Q2. 中袋に金額は書かなくても平気ですか? A2. 必ず記入してください。ご遺族が香典返しなどを準備する際に、誰からいくらいただいたのかを整理するために必要です。金額の記載がないと、相手に大きな手間をかけさせてしまいます。改ざん防止のためにも、画数の多い「大字」で書くのが最も丁寧です。

Q3. 中袋がないタイプののし袋はどうすればいいですか? A3. 少額を包む際に使われる中袋なしのタイプは、のし袋の裏面の左下に直接「住所」「氏名」「金額」を記入します。

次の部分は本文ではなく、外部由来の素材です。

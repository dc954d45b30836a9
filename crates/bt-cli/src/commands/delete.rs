//! Delete a completed activity, with a short undo window.

use anyhow::{Context, Result};
use chrono::Local;

use bt_core::{ActivityId, UNDO_WINDOW_MS};
use bt_db::Database;

use crate::commands::util::activity_label;

pub fn run(db: &mut Database, id: &str) -> Result<()> {
    let now = Local::now();
    let id: ActivityId = id.parse().context("invalid activity id")?;
    let mut tracker = db
        .load_tracker(now)
        .context("failed to load tracker state")?;

    let Some(activity) = tracker.find(id) else {
        println!("No activity with id {id}.");
        return Ok(());
    };
    if activity.is_ongoing() {
        println!("Cannot delete the running activity; stop it first.");
        return Ok(());
    }
    let label = activity_label(activity);

    if tracker.delete_at(id, now) {
        db.save_tracker(&tracker, now)
            .context("failed to save tracker state")?;
        println!(
            "Deleted {label}. Run `bt undo` within {} seconds to restore it.",
            UNDO_WINDOW_MS / 1000
        );
    } else {
        println!("Could not delete activity {id}.");
    }
    Ok(())
}
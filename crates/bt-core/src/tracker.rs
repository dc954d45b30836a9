//! The lifecycle engine: sequences store mutations and cache updates.
//!
//! Every user action runs as an explicit two-step transaction: the store
//! mutates and reports what changed, then the statistics cache replays
//! those changes against the authoritative list. Nothing about the cache
//! hides inside store setters, and both steps finish before the operation
//! returns.

use chrono::{DateTime, Local};

use crate::activity::{Activity, ActivityId, ActivityKind};
use crate::edit::EditSession;
use crate::stats::{DailyStats, DayKey, StatsCache};
use crate::store::{ActivityChange, ActivityStore, PendingDeletion, Subtype};

/// Owns the activity store and the statistics cache and keeps them
/// consistent across the whole operation surface.
#[derive(Debug, Clone, Default)]
pub struct Tracker {
    store: ActivityStore,
    stats: StatsCache,
}

impl Tracker {
    #[must_use]
    pub fn new() -> Self {
        Self::default()
    }

    /// Restores a tracker from persisted state.
    ///
    /// A missing or stale statistics snapshot is discarded and rebuilt
    /// wholesale from the activity list, one entry per distinct day.
    #[must_use]
    pub fn from_parts(
        store: ActivityStore,
        stats: Option<StatsCache>,
        now: DateTime<Local>,
    ) -> Self {
        let stats = match stats {
            Some(cache) if cache.is_current() => cache,
            stale => {
                if stale.is_some() {
                    tracing::warn!("stale stats cache version, rebuilding");
                }
                let mut cache = StatsCache::new();
                cache.rebuild(store.activities(), now);
                cache
            }
        };
        Self { store, stats }
    }

    // ========== Read views ==========

    #[must_use]
    pub fn activities(&self) -> &[Activity] {
        self.store.activities()
    }

    #[must_use]
    pub fn current(&self) -> Option<&Activity> {
        self.store.current()
    }

    #[must_use]
    pub fn find(&self, id: ActivityId) -> Option<&Activity> {
        self.store.find(id)
    }

    #[must_use]
    pub const fn store(&self) -> &ActivityStore {
        &self.store
    }

    #[must_use]
    pub const fn stats(&self) -> &StatsCache {
        &self.stats
    }

    #[must_use]
    pub fn pending_deletion(&self, now: DateTime<Local>) -> Option<&PendingDeletion> {
        self.store.pending_deletion(now)
    }

    #[must_use]
    pub fn most_recent_resumable(&self) -> Option<&Activity> {
        self.store.most_recent_resumable()
    }

    /// Stats for one day: the cached entry, or a fallback computation.
    /// Never mutates the cache.
    #[must_use]
    pub fn stats_for(&self, date: DayKey, now: DateTime<Local>) -> DailyStats {
        self.stats.get_or_compute(date, self.store.activities(), now)
    }

    // ========== Lifecycle operations ==========

    pub fn start(&mut self, kind: ActivityKind, subtype: Option<Subtype>) -> ActivityId {
        self.start_at(kind, subtype, Local::now())
    }

    pub fn start_at(
        &mut self,
        kind: ActivityKind,
        subtype: Option<Subtype>,
        now: DateTime<Local>,
    ) -> ActivityId {
        let (id, changes) = self.store.start_at(kind, subtype, now);
        self.apply_changes(&changes, now);
        id
    }

    pub fn quick_add(&mut self, kind: ActivityKind, subtype: Option<Subtype>) -> ActivityId {
        self.quick_add_at(kind, subtype, Local::now())
    }

    pub fn quick_add_at(
        &mut self,
        kind: ActivityKind,
        subtype: Option<Subtype>,
        now: DateTime<Local>,
    ) -> ActivityId {
        let (id, changes) = self.store.quick_add_at(kind, subtype, now);
        self.apply_changes(&changes, now);
        id
    }

    /// Stops the running activity. Returns its id, or `None` when nothing
    /// was running.
    pub fn stop(&mut self) -> Option<ActivityId> {
        self.stop_at(Local::now())
    }

    pub fn stop_at(&mut self, now: DateTime<Local>) -> Option<ActivityId> {
        let change = self.store.stop_at(now)?;
        let id = change.after.as_ref().map(|a| a.id);
        self.apply_changes(std::slice::from_ref(&change), now);
        id
    }

    /// Reopens a completed feeding or sleep. Returns whether anything
    /// happened; ineligible or unknown ids are silent no-ops.
    pub fn resume(&mut self, id: ActivityId) -> bool {
        self.resume_at(id, Local::now())
    }

    pub fn resume_at(&mut self, id: ActivityId, now: DateTime<Local>) -> bool {
        let Some(changes) = self.store.resume_at(id, now) else {
            return false;
        };
        self.apply_changes(&changes, now);
        true
    }

    /// Soft-deletes a completed activity. Returns whether it was deleted.
    pub fn delete(&mut self, id: ActivityId) -> bool {
        self.delete_at(id, Local::now())
    }

    pub fn delete_at(&mut self, id: ActivityId, now: DateTime<Local>) -> bool {
        let Some(change) = self.store.delete_at(id, now) else {
            return false;
        };
        self.apply_changes(std::slice::from_ref(&change), now);
        true
    }

    /// Restores the pending deletion while its window is open. Returns the
    /// restored id, or `None` when there was nothing to undo.
    pub fn undo_delete(&mut self) -> Option<ActivityId> {
        self.undo_delete_at(Local::now())
    }

    pub fn undo_delete_at(&mut self, now: DateTime<Local>) -> Option<ActivityId> {
        let change = self.store.undo_delete_at(now)?;
        let id = change.after.as_ref().map(|a| a.id);
        self.apply_changes(std::slice::from_ref(&change), now);
        id
    }

    /// Merges imported records (additive, deduplicated by id) and brings
    /// every day they touch back in sync. Returns how many were added.
    pub fn import_merge(&mut self, imported: Vec<Activity>) -> usize {
        self.import_merge_at(imported, Local::now())
    }

    pub fn import_merge_at(&mut self, imported: Vec<Activity>, now: DateTime<Local>) -> usize {
        let added = self.store.import_merge(imported);
        let days: std::collections::BTreeSet<DayKey> =
            added.iter().map(|a| DayKey::of(a.start_time)).collect();
        for date in days {
            self.stats.refresh(date, self.store.activities(), now);
        }
        added.len()
    }

    // ========== Edit sessions ==========

    /// Opens an edit session over a snapshot of the activity. `None` when
    /// the id is no longer in the store.
    #[must_use]
    pub fn begin_edit(&self, id: ActivityId) -> Option<EditSession> {
        self.store.find(id).cloned().map(EditSession::new)
    }

    /// Commits an edit session. Returns whether anything was written.
    ///
    /// For each field touched this session whose permanent audit slot is
    /// still unset, the pre-edit value is captured first (only when that
    /// value is present; there is nothing to audit about an empty field).
    /// Then the draft replaces the store record, the list re-sorts, and the
    /// cache refreshes the affected day(s).
    pub fn commit_edit(&mut self, session: EditSession) -> bool {
        self.commit_edit_at(session, Local::now())
    }

    pub fn commit_edit_at(&mut self, session: EditSession, now: DateTime<Local>) -> bool {
        if !session.is_dirty() {
            return false;
        }
        let Some(before) = self.store.find(session.id()).cloned() else {
            return false;
        };

        let baselines = session.baselines().clone();
        let mut record = session.into_draft();

        let original = &mut record.original;
        if baselines.start_time.is_some() && original.start_time.is_none() {
            original.start_time = Some(before.start_time);
        }
        if baselines.end_time.is_some() && original.end_time.is_none() {
            original.end_time = before.end_time;
        }
        if baselines.feeding_side.is_some() && original.feeding_side.is_none() {
            original.feeding_side = before.feeding_side;
        }
        if baselines.diaper_kind.is_some() && original.diaper_kind.is_none() {
            original.diaper_kind = before.diaper_kind;
        }
        if baselines.notes.is_some() && original.notes.is_none() {
            original.notes = before.notes.clone();
        }

        let Some(change) = self.store.apply_edit(&record) else {
            return false;
        };
        self.apply_changes(std::slice::from_ref(&change), now);
        true
    }

    fn apply_changes(&mut self, changes: &[ActivityChange], now: DateTime<Local>) {
        for change in changes {
            self.stats.apply(change, self.store.activities(), now);
        }
    }
}
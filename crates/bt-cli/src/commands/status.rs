//! Status command: the running activity and today's totals.

use std::io::Write;

use anyhow::{Context, Result};
use chrono::{DateTime, Local};

use bt_core::DayKey;
use bt_db::Database;

use crate::Config;
use crate::commands::util::{activity_label, format_duration_ms, format_live};

pub fn run<W: Write>(
    writer: &mut W,
    db: &Database,
    config: &Config,
    now: DateTime<Local>,
) -> Result<()> {
    let tracker = db
        .load_tracker(now)
        .context("failed to load tracker state")?;

    writeln!(writer, "Baby tracker status")?;
    writeln!(writer, "Database: {}", config.database_path.display())?;

    match tracker.current() {
        Some(activity) => writeln!(
            writer,
            "Running: {}, started {} ({})",
            activity_label(activity),
            activity.start_time.format("%H:%M"),
            format_live(activity.start_time, now)
        )?,
        None => writeln!(writer, "Nothing running.")?,
    }

    let today = tracker.stats_for(DayKey::of(now), now);
    writeln!(
        writer,
        "Today: {} feedings, {} diapers, {} sleep",
        today.feedings,
        today.diapers,
        format_duration_ms(today.sleep_ms)
    )?;
    Ok(())
}
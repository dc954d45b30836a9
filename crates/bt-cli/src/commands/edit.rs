//! Edit a logged activity.
//!
//! Flags map onto an edit session: each one touches the corresponding
//! field (with the engine's clamp rules applied), and the session commits
//! once at the end. No flags means nothing to commit.

use anyhow::{Context, Result};
use chrono::Local;

use bt_core::ActivityId;
use bt_db::Database;

use crate::cli::EditArgs;
use crate::commands::util::parse_local_datetime;

pub fn run(db: &mut Database, args: &EditArgs) -> Result<()> {
    let now = Local::now();
    let id: ActivityId = args.id.parse().context("invalid activity id")?;
    let mut tracker = db
        .load_tracker(now)
        .context("failed to load tracker state")?;

    let Some(mut session) = tracker.begin_edit(id) else {
        println!("No activity with id {id}.");
        return Ok(());
    };

    if let Some(raw) = &args.start {
        session.set_start_time(parse_local_datetime(raw)?, now);
    }
    if let Some(raw) = &args.end {
        session.set_end_time(parse_local_datetime(raw)?);
    }
    if let Some(side) = args.side {
        session.set_feeding_side(side.into());
    }
    if let Some(kind) = args.diaper {
        session.set_diaper_kind(kind.into());
    }
    if let Some(notes) = &args.notes {
        session.set_notes(notes.clone());
    }

    if tracker.commit_edit_at(session, now) {
        db.save_tracker(&tracker, now)
            .context("failed to save tracker state")?;
        println!("Updated activity {id}.");
    } else {
        println!("Nothing to change.");
    }
    Ok(())
}
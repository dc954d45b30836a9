//! Activity records and their wire representation.

use std::fmt;

use chrono::{DateTime, Local};
use serde::{Deserialize, Serialize};
use thiserror::Error;

/// Errors produced when parsing activity fields from their wire form.
#[derive(Debug, Error, Clone, PartialEq, Eq)]
pub enum ParseError {
    /// The id was not a decimal creation token.
    #[error("invalid activity id: {value}")]
    InvalidId { value: String },
    /// Unknown activity kind string.
    #[error("invalid activity kind: {value}")]
    InvalidKind { value: String },
    /// Unknown feeding side string.
    #[error("invalid feeding side: {value}")]
    InvalidFeedingSide { value: String },
    /// Unknown diaper kind string.
    #[error("invalid diaper kind: {value}")]
    InvalidDiaperKind { value: String },
    /// A day key that is not `YYYY-MM-DD`.
    #[error("invalid day (expected YYYY-MM-DD): {value}")]
    InvalidDayKey { value: String },
}

/// Creation-order token identifying an activity.
///
/// Ids are the epoch-millisecond timestamp at creation, bumped past the
/// store's maximum when two creations land on the same millisecond, so
/// sorting by id matches creation order whenever start times tie.
/// Serialized as a JSON string for snapshot compatibility.
#[derive(Debug, Clone, Copy, PartialEq, Eq, PartialOrd, Ord, Hash, Serialize, Deserialize)]
#[serde(try_from = "String", into = "String")]
pub struct ActivityId(i64);

impl ActivityId {
    /// The id a record created at `at` would get, absent collisions.
    #[must_use]
    pub fn from_timestamp(at: DateTime<Local>) -> Self {
        Self(at.timestamp_millis())
    }

    /// The next token in creation order.
    #[must_use]
    pub const fn next(self) -> Self {
        Self(self.0 + 1)
    }

    #[must_use]
    pub const fn value(self) -> i64 {
        self.0
    }
}

impl TryFrom<String> for ActivityId {
    type Error = ParseError;

    fn try_from(value: String) -> Result<Self, Self::Error> {
        value
            .parse::<i64>()
            .map(Self)
            .map_err(|_| ParseError::InvalidId { value })
    }
}

impl From<ActivityId> for String {
    fn from(id: ActivityId) -> Self {
        id.0.to_string()
    }
}

impl fmt::Display for ActivityId {
    fn fmt(&self, f: &mut fmt::Formatter<'_>) -> fmt::Result {
        write!(f, "{}", self.0)
    }
}

impl std::str::FromStr for ActivityId {
    type Err = ParseError;

    fn from_str(s: &str) -> Result<Self, Self::Err> {
        s.parse::<i64>().map(Self).map_err(|_| ParseError::InvalidId {
            value: s.to_string(),
        })
    }
}

/// What was logged.
///
/// Wire names match the original snapshot format, so exported files from
/// older installs import cleanly.
#[derive(Debug, Clone, Copy, PartialEq, Eq, Hash, Serialize, Deserialize)]
#[serde(rename_all = "lowercase")]
pub enum ActivityKind {
    #[serde(rename = "breastfeeding")]
    Feeding,
    Diaper,
    Sleep,
}

impl ActivityKind {
    #[must_use]
    pub const fn as_str(&self) -> &'static str {
        match self {
            Self::Feeding => "breastfeeding",
            Self::Diaper => "diaper",
            Self::Sleep => "sleep",
        }
    }

    /// Completed feedings and sleeps can be reopened; a diaper change is
    /// instantaneous and never resumable.
    #[must_use]
    pub const fn is_resumable(&self) -> bool {
        matches!(self, Self::Feeding | Self::Sleep)
    }
}

impl fmt::Display for ActivityKind {
    fn fmt(&self, f: &mut fmt::Formatter<'_>) -> fmt::Result {
        f.write_str(self.as_str())
    }
}

impl std::str::FromStr for ActivityKind {
    type Err = ParseError;

    fn from_str(s: &str) -> Result<Self, Self::Err> {
        match s {
            "breastfeeding" => Ok(Self::Feeding),
            "diaper" => Ok(Self::Diaper),
            "sleep" => Ok(Self::Sleep),
            _ => Err(ParseError::InvalidKind {
                value: s.to_string(),
            }),
        }
    }
}

/// How a feeding was given.
#[derive(Debug, Clone, Copy, PartialEq, Eq, Hash, Serialize, Deserialize)]
#[serde(rename_all = "lowercase")]
pub enum FeedingSide {
    Left,
    Right,
    Bottle,
}

impl FeedingSide {
    #[must_use]
    pub const fn as_str(&self) -> &'static str {
        match self {
            Self::Left => "left",
            Self::Right => "right",
            Self::Bottle => "bottle",
        }
    }
}

impl fmt::Display for FeedingSide {
    fn fmt(&self, f: &mut fmt::Formatter<'_>) -> fmt::Result {
        f.write_str(self.as_str())
    }
}

impl std::str::FromStr for FeedingSide {
    type Err = ParseError;

    fn from_str(s: &str) -> Result<Self, Self::Err> {
        match s {
            "left" => Ok(Self::Left),
            "right" => Ok(Self::Right),
            "bottle" => Ok(Self::Bottle),
            _ => Err(ParseError::InvalidFeedingSide {
                value: s.to_string(),
            }),
        }
    }
}

/// What a diaper change dealt with.
#[derive(Debug, Clone, Copy, PartialEq, Eq, Hash, Serialize, Deserialize)]
#[serde(rename_all = "lowercase")]
pub enum DiaperKind {
    Pee,
    Poo,
    Both,
}

impl DiaperKind {
    #[must_use]
    pub const fn as_str(&self) -> &'static str {
        match self {
            Self::Pee => "pee",
            Self::Poo => "poo",
            Self::Both => "both",
        }
    }
}

impl fmt::Display for DiaperKind {
    fn fmt(&self, f: &mut fmt::Formatter<'_>) -> fmt::Result {
        f.write_str(self.as_str())
    }
}

impl std::str::FromStr for DiaperKind {
    type Err = ParseError;

    fn from_str(s: &str) -> Result<Self, Self::Err> {
        match s {
            "pee" => Ok(Self::Pee),
            "poo" => Ok(Self::Poo),
            "both" => Ok(Self::Both),
            _ => Err(ParseError::InvalidDiaperKind {
                value: s.to_string(),
            }),
        }
    }
}

/// First-ever-edit snapshots, kept for audit display.
///
/// Each slot is written at most once: the first commit that touches a field
/// captures its pre-edit value, and later edits leave the slot alone. An
/// empty slot means the field was never edited.
#[derive(Debug, Clone, Default, PartialEq, Serialize, Deserialize)]
pub struct AuditSnapshot {
    #[serde(
        default,
        skip_serializing_if = "Option::is_none",
        rename = "originalStartTime"
    )]
    pub start_time: Option<DateTime<Local>>,
    #[serde(
        default,
        skip_serializing_if = "Option::is_none",
        rename = "originalEndTime"
    )]
    pub end_time: Option<DateTime<Local>>,
    #[serde(
        default,
        skip_serializing_if = "Option::is_none",
        rename = "originalFeedingType"
    )]
    pub feeding_side: Option<FeedingSide>,
    #[serde(
        default,
        skip_serializing_if = "Option::is_none",
        rename = "originalDiaperType"
    )]
    pub diaper_kind: Option<DiaperKind>,
    #[serde(
        default,
        skip_serializing_if = "Option::is_none",
        rename = "originalNotes"
    )]
    pub notes: Option<String>,
}

impl AuditSnapshot {
    /// True when no field has ever been edited.
    #[must_use]
    pub const fn is_empty(&self) -> bool {
        self.start_time.is_none()
            && self.end_time.is_none()
            && self.feeding_side.is_none()
            && self.diaper_kind.is_none()
            && self.notes.is_none()
    }
}

/// One logged event.
///
/// Timestamps carry local wall-clock semantics: day membership is always
/// derived from their local calendar fields, never from a UTC round-trip.
/// A missing `end_time` means the activity is ongoing.
#[derive(Debug, Clone, PartialEq, Serialize, Deserialize)]
#[serde(rename_all = "camelCase")]
pub struct Activity {
    pub id: ActivityId,
    #[serde(rename = "type")]
    pub kind: ActivityKind,
    pub start_time: DateTime<Local>,
    #[serde(default, skip_serializing_if = "Option::is_none")]
    pub end_time: Option<DateTime<Local>>,
    #[serde(default, skip_serializing_if = "Option::is_none", rename = "feedingType")]
    pub feeding_side: Option<FeedingSide>,
    #[serde(default, skip_serializing_if = "Option::is_none", rename = "diaperType")]
    pub diaper_kind: Option<DiaperKind>,
    #[serde(default, skip_serializing_if = "Option::is_none")]
    pub notes: Option<String>,
    #[serde(flatten)]
    pub original: AuditSnapshot,
}

impl Activity {
    /// Whether the activity is still open-ended.
    #[must_use]
    pub const fn is_ongoing(&self) -> bool {
        self.end_time.is_none()
    }

    /// Elapsed milliseconds for a completed activity.
    #[must_use]
    pub fn duration_ms(&self) -> Option<i64> {
        self.end_time
            .map(|end| end.signed_duration_since(self.start_time).num_milliseconds())
    }
}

Q4. お札の枚数に決まりはありますか? A4. 弔事では、偶数は「割り切れる」ことから「故人との縁が切れる」ことを連想させるため避けるのが一般的です。また、「4(死)」や「9(苦)」を連想させる枚数も避けます。奇数の枚数になるように準備しましょう。

心を伝えるために。のし袋の正しい書き方で大切な気持ちを届けよう

この記事では、お祝い事からお悔やみ事まで、様々な場面でののし袋の書き方のマナーを解説しました。水引の選び方から表書き、筆記用具、お金の入れ方まで、覚えることは多岐にわたりますが、その一つひとつには相手を気遣う心が込められています。

マナーの根底にある「相手への想い」

なぜ慶事には濃墨、弔事には薄墨を使うのか。それは「喜びのために準備していました」「悲しみに涙で墨が薄まりました」という気持ちの表現です。なぜ結婚祝いに新札、香典に旧札を用意するのか。これも「この日を心待ちにしていました」「急なことで新札を用意できませんでした」という想いの形です。

マナーの背景にある意味を理解すると、単なるルールではなく、相手への思いやりを表現する豊かな手段として捉えられます。

いざという時に自信を持つための最終チェックリスト

最後に、準備の際に活用できる基本的なポイントのチェックリストです。

  • □ 場面の確認:慶事か弔事か?具体的な目的は何か?
  • □ のし袋の選択:水引の色・形・本数は場面に合っているか?包む金額と袋の格は合っているか?